No entanto, a minha ida à Ribeirão Preto renderia um fruto para a banda. O meu tio conhecia uma repórter da TV local, afiliada da Rede Globo, e a convidou para jantar conosco naquela noite. Ela não poderia agendar entrevista no jornalismo local, sem a perspectiva de um show em vista na cidade, mas foi simpática e agendou-me uma entrevista em um dos jornais impressos locais, onde mantinha contatos na redação, e logo para o dia seguinte.

Eu compareci à redação de tal jornal, é claro, e fui bem recebido pela repórter que me entrevistou. Lógico, foi uma entrevista recheada por colocações efêmeras, por não se tratar de um órgão especializado, mas não posso me queixar, pois deixei Ribeirão Preto com uma ação de divulgação para o trabalho, que foi publicada alguns dias depois.

Apesar de meu esforço para lhe explicar que se tratava de uma outra banda doravante, a matéria por ela assinada saiu com a manchete: "A Chave do Sol prepara voo Internacional", a configurar uma típica confusão gerada pelo imbróglio todo. Engraçado também, na reportagem fez-se menção à minha baixa estatura... pois me adjetivaram como: "baixinho", colocação que não me ofendeu, pois não tenho nenhum problema em ter tal característica anatômica, mas achei por outro lado, desnecessário.

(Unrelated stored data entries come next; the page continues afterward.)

use crate::device_id::{DeviceId, PacketId};
use crate::error::{D2dError, D2dResult};
use bitflags::bitflags;
use bytes::{Buf, BufMut};
use num_enum::{IntoPrimitive, TryFromPrimitive};
use std::fmt::{Debug, Formatter};

bitflags! {
    #[derive(PartialEq, Eq, Copy, Clone, Debug)]
    struct Info: u8 {
        const MASK_TYPE     = 0b1100_0000;
        const NEED_ACK      = 0b0010_0000;
        const NEED_RSP      = 0b0001_0000;
        const MASK_PRIORITY = 0b0000_1100;
        const MASK_RESERVED = 0b0000_0011;
    }
}

const TYPE_SHIFT: u8 = 6;
const PRIORITY_SHIFT: u8 = 2;

#[repr(u8)]
#[derive(Debug, Copy, Clone, Eq, PartialEq, Hash, TryFromPrimitive, IntoPrimitive)]
pub enum PacketType {
    Request = 0,
    Response = 1,
    Ack = 2,
}

/// The addressing and control information of a packet, i.e. its wire header:
///
/// ```ascii
/// 0: source device id (u8)
/// 1: destination device id (u8), 0xFF for broadcast
/// 2: packet id (u8)
/// 3: info (u8):
///    * bit 7-6: packet type (00 request, 01 response, 10 ack)
///    * bit 5:   need ack
///    * bit 4:   need response
///    * bit 3-2: priority
///    * bit 1-0: reserved
/// ```
#[derive(Clone, Copy, Eq, PartialEq)]
pub struct PacketInfo {
    pub src_id: DeviceId,
    pub dst_id: DeviceId,
    pub pkt_id: PacketId,
    pub pkt_type: PacketType,
    pub need_ack: bool,
    pub need_rsp: bool,
    /// 0..=3, carried on the wire but not interpreted by the transport
    pub priority: u8,
    /// 0..=3
    pub reserved: u8,
}

impl Debug for PacketInfo {
    fn fmt(&self, f: &mut Formatter<'_>) -> std::fmt::Result {
        write!(f, "{:?}{{{:?}->{:?} {:?}", self.pkt_type, self.src_id, self.dst_id, self.pkt_id)?;
        if self.need_ack {
            write!(f, " ack")?;
        }
        if self.need_rsp {
            write!(f, " rsp")?;
        }
        write!(f, " p{}}}", self.priority)
    }
}

impl PacketInfo {
    pub const SERIALIZED_LEN: usize = 4;

    pub fn new(src_id: DeviceId, dst_id: DeviceId, pkt_id: PacketId, pkt_type: PacketType) -> PacketInfo {
        PacketInfo {
            src_id,
            dst_id,
            pkt_id,
            pkt_type,
            need_ack: false,
            need_rsp: false,
            priority: 0,
            reserved: 0,
        }
    }

    /// The header of a packet travelling back to this packet's sender, correlated by the same
    ///  packet id
    pub fn reply(&self, pkt_type: PacketType) -> PacketInfo {
        PacketInfo::new(self.dst_id, self.src_id, self.pkt_id, pkt_type)
    }

    fn info_byte(&self) -> u8 {
        let pkt_type: u8 = self.pkt_type.into();
        let mut info = Info::from_bits_retain(pkt_type << TYPE_SHIFT);
        info.set(Info::NEED_ACK, self.need_ack);
        info.set(Info::NEED_RSP, self.need_rsp);
        info |= Info::from_bits_retain((self.priority << PRIORITY_SHIFT) & Info::MASK_PRIORITY.bits());
        info |= Info::from_bits_retain(self.reserved & Info::MASK_RESERVED.bits());
        info.bits()
    }

    pub fn ser(&self, buf: &mut impl BufMut) {
        buf.put_u8(self.src_id.0);
        buf.put_u8(self.dst_id.0);
        buf.put_u8(self.pkt_id.0);
        buf.put_u8(self.info_byte());
    }

    pub fn deser(buf: &mut impl Buf) -> D2dResult<PacketInfo> {
        if buf.remaining() < Self::SERIALIZED_LEN {
            return Err(D2dError::MalformedFrame(buf.remaining()));
        }

        let src_id = DeviceId(buf.get_u8());
        let dst_id = DeviceId(buf.get_u8());
        let pkt_id = PacketId(buf.get_u8());
        let info = Info::from_bits_retain(buf.get_u8());

        let raw_type = (info & Info::MASK_TYPE).bits() >> TYPE_SHIFT;
        let pkt_type = PacketType::try_from(raw_type)
            .map_err(|_| D2dError::UnknownPacketType(raw_type))?;

        Ok(PacketInfo {
            src_id,
            dst_id,
            pkt_id,
            pkt_type,
            need_ack: info.contains(Info::NEED_ACK),
            need_rsp: info.contains(Info::NEED_RSP),
            priority: (info & Info::MASK_PRIORITY).bits() >> PRIORITY_SHIFT,
            reserved: (info & Info::MASK_RESERVED).bits(),
        })
    }
}
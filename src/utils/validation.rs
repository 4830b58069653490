use crate::utils::error::{Result, SiteError};
use url::Url;

pub trait Validate {
    fn validate(&self) -> Result<()>;
}

pub fn validate_url(field_name: &str, url_str: &str) -> Result<()> {
    if url_str.is_empty() {
        return Err(SiteError::InvalidConfigValueError {
            field: field_name.to_string(),
            value: url_str.to_string(),
            reason: "URL cannot be empty".to_string(),
        });
    }

    match Url::parse(url_str) {
        Ok(url) => match url.scheme() {
            "http" | "https" => Ok(()),
            scheme => Err(SiteError::InvalidConfigValueError {
                field: field_name.to_string(),
                value: url_str.to_string(),
                reason: format!("Unsupported URL scheme: {}", scheme),
            }),
        },
        Err(e) => Err(SiteError::InvalidConfigValueError {
            field: field_name.to_string(),
            value: url_str.to_string(),
            reason: format!("Invalid URL format: {}", e),
        }),
    }
}

pub fn validate_positive_number(field_name: &str, value: u64, min_value: u64) -> Result<()> {
    if value < min_value {
        return Err(SiteError::InvalidConfigValueError {
            field: field_name.to_string(),
            value: value.to_string(),
            reason: format!("Value must be at least {}", min_value),
        });
    }
    Ok(())
}

pub fn validate_non_empty_string(field_name: &str, value: &str) -> Result<()> {
    if value.trim().is_empty() {
        return Err(SiteError::InvalidConfigValueError {
            field: field_name.to_string(),
            value: value.to_string(),
            reason: "Value cannot be empty or whitespace-only".to_string(),
        });
    }
    Ok(())
}

pub fn validate_range<T: PartialOrd + std::fmt::Display + Copy>(
    field_name: &str,
    value: T,
    min: T,
    max: T,
) -> Result<()> {
    if !(value >= min && value <= max) {
        return Err(SiteError::InvalidConfigValueError {
            field: field_name.to_string(),
            value: value.to_string(),
            reason: format!("Value must be between {} and {}", min, max),
        });
    }
    Ok(())
}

Nem em jornais e revistas popularescos em que eu já havia sido mencionado, isso ocorrera, portanto, me surpreendi com essa citação tola, vinda de um jornal interiorano. 

Paciência... em Liliput também existem Rockers, acredito...

Além do fato de que toda a minha explicação sobre as mudanças, não foram levadas em conta, e na reportagem, nos citaram como: "A Chave do Sol", e o release oficial do LP The Key, foi o que prevaleceu. E como eu já mencionei no início deste capítulo, tínhamos mais oportunidades no campo da mídia para cumprir em São Paulo, e shows estavam marcados, doravante.
Continua...

2 comentários:

  1. Eu acho que a repórter na verdade queria dizer "baixista" e na hora de preparar o layout o revisor é que confundiu as palavras, he he he.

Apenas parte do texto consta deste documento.